LEICESTER dug up Bosworth-battered Richard III from beneath a car park. Now, avenging York, rejected as his rightful last resting place, has stuck him back in a car park for the summer.

Shakespeare’s Rose Theatre reviewers had the longest wait for this production, and it was the longest to bed in too, with its first performance on June 29 turned into a dress rehearsal as the move north from London rehearsals to a York tech week demanded the most from director Lindsay Posner, doubling up in the chair for Romeo And Juliet too.

Ticket holders were asked to pick a later date, and they will be grateful, for the best of the four Rose Theatre shows is this one: the History Play about the Plantagenet “local lad” made bad by Shakespeare, bowing to pressure from the Tudor court propagandists.

Whether Shakespeare’s play is fake news, post-truth, or Donald Trump’s alternative truth, you must play the play for what it is: a portrait of a mendacious Machiavellian tyrant that resonates through the corridors of power down the centuries.

York Press:

Charlyne Francis and Edward Sayer as Clarence's murderers in Shakespeare's Rose Theatre's Richard III. Picture: Anthony Robling

Posner has chosen to set his Richard III in a Britain of the near-future – an intolerant post-Brexit long, long winter of discontent – and the gods were with him for Monday’s press night: the day when another local lad, David Davis, and Boris “Opportunity Knocks” Johnson resigned from the Government, and the weather at Europe’s first pop-up Shakespearean theatre was suitably colder and darker too.

The cast emerges as one – save for you-know-who – and stands silently, cold-eyed, surveying the audience until dancing manically to Dexys Midnight Runners’ 1982 chart topper Come On Eileen, as if they will never dance again.
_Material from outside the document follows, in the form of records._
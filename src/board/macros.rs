/// Builds a `Board` from a grid of `X`, `O` and `.` followed by the side to move.
///
/// ```ignore
/// let board = tictactoe_board! {
///     X O X
///     O X O
///     . . .
///     x
/// };
/// ```
#[macro_export]
macro_rules! tictactoe_board {
    ($($symbol:tt)*) => {{
        // Convert all input tokens to a string and filter out whitespace characters.
        let symbols: String = stringify!($($symbol)*)
            .chars()
            .filter(|c| !c.is_whitespace())
            .collect();
        // Nine squares plus the side to move
        assert_eq!(symbols.len(), 10, "Invalid board. Expected 9 squares and a side to move, got {:?}", symbols);
        let notation = format!(
            "{}/{}/{} {}",
            &symbols[0..3],
            &symbols[3..6],
            &symbols[6..9],
            &symbols[9..]
        );
        notation
            .parse::<$crate::board::Board>()
            .expect("tictactoe_board! should describe a valid board")
    }};
}
//! Generic minimax searcher for two-player, zero-sum, perfect-information games.

mod search;
mod traits;

pub use search::{minimax, SearchContext, SearchError, SearchOutcome, SearchStats};
pub use traits::{Game, MoveCollection, Score};

#[cfg(test)]
mod tests;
Suddenly, Richard, Duke of Gloucester (Dyfan Dwyfor) emerges on the balcony above, and they scarper.

You could read too much into Kevin Rowland’s lyrics (“Our mothers cried”; “These people ‘round here wear beat down eyes sunk in smoke dried faces”), but Richard’s thoughts, I confess, verge on dirty, or at least dastardly. Posner immediately establishes a boldness, a vigour, a jolting humour as black as Richard’s heart.

Dwyfor’s splenetic Richard has a hump, a limp left arm, his left leg permanently bent in a caliper; he is wiry, fashionably bearded, he wears rook’s black; he is cynically sharp-witted, and he uses the audience as his sounding board like a campaigning politician.

At his first mention of “York”, they cheer, and throughout, he tells them through direct address exactly what he will do next or passes comment on another newly despatched enemy or woman he has abused or exploited. “I like you lads,” he says to two of his hitmen, but he could be saying it to the home crowd too.

York Press:

Into the blue: Dyfan Dwyfor's Richard III in the immediate aftermath of being crowned 

Posner makes a more exciting use of the Rose Theatre space than he does in Romeo And Juliet, victims dumped unceremoniously through the trapdoors, for example.

The modern setting is wittily evoked with politicians racing from meeting to meeting with coffees-to-go and briefcases with death-knell contents; Clarence’s killers dance to a hand-held speaker, recalling Natural Born Killers.

More eerily, prisoners are in orange overalls, as if at the Guantanamo detention camp and when shot, they are hooded, as if for an ISIS execution. Lord Hastings (Robert Gwilym) poses for official photographs, as insincere as Davis and Barnier’s Brexit handshakes. Richard’s Bishops for his sudden conversion to faith to claim the throne immediately expose themselves as fakes once his trick has worked.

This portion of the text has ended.